## [What the exercise asks]
Reproduce exactly the final portion of the data: every line from the one containing "pub use refresh_token_repo::PgRefreshTokenRepository;" through the last line, inclusive.

*** Opening of Data for this task ***

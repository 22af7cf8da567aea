pub mod records;
pub mod refresh_token_repo;
pub mod used_token_repo;
pub mod user_repo;

pub use refresh_token_repo::PgRefreshTokenRepository;
pub use used_token_repo::PgUsedTokenRepository;
pub use user_repo::PgUserRepository;

use crate::config::DatabaseConfig;
use sqlx::postgres::PgPoolOptions;
use sqlx::{Pool, Postgres};
use std::time::Duration;

pub type DbPool = Pool<Postgres>;

/// Initializes the database connection pool.
///
/// # Errors
/// Returns `sqlx::Error` if the connection fails.
pub async fn init_pool(config: &DatabaseConfig, url: &str) -> Result<DbPool, sqlx::Error> {
    PgPoolOptions::new()
        .max_connections(config.max_connections)
        .min_connections(config.min_connections)
        .acquire_timeout(Duration::from_secs(config.acquire_timeout_secs))
        .idle_timeout(Duration::from_secs(config.idle_timeout_secs))
        .max_lifetime(Duration::from_secs(config.max_lifetime_secs))
        .connect(url)
        .await
}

*** Close of Data for this task ***

## [Solved problem]
pub use refresh_token_repo::PgRefreshTokenRepository;
pub use used_token_repo::PgUsedTokenRepository;
pub use user_repo::PgUserRepository;

use crate::config::DatabaseConfig;
use sqlx::postgres::PgPoolOptions;
use sqlx::{Pool, Postgres};
use std::time::Duration;

pub type DbPool = Pool<Postgres>;

/// Initializes the database connection pool.
///
/// # Errors
/// Returns `sqlx::Error` if the connection fails.
pub async fn init_pool(config: &DatabaseConfig, url: &str) -> Result<DbPool, sqlx::Error> {
    PgPoolOptions::new()
        .max_connections(config.max_connections)
        .min_connections(config.min_connections)
        .acquire_timeout(Duration::from_secs(config.acquire_timeout_secs))
        .idle_timeout(Duration::from_secs(config.idle_timeout_secs))
        .max_lifetime(Duration::from_secs(config.max_lifetime_secs))
        .connect(url)
        .await
}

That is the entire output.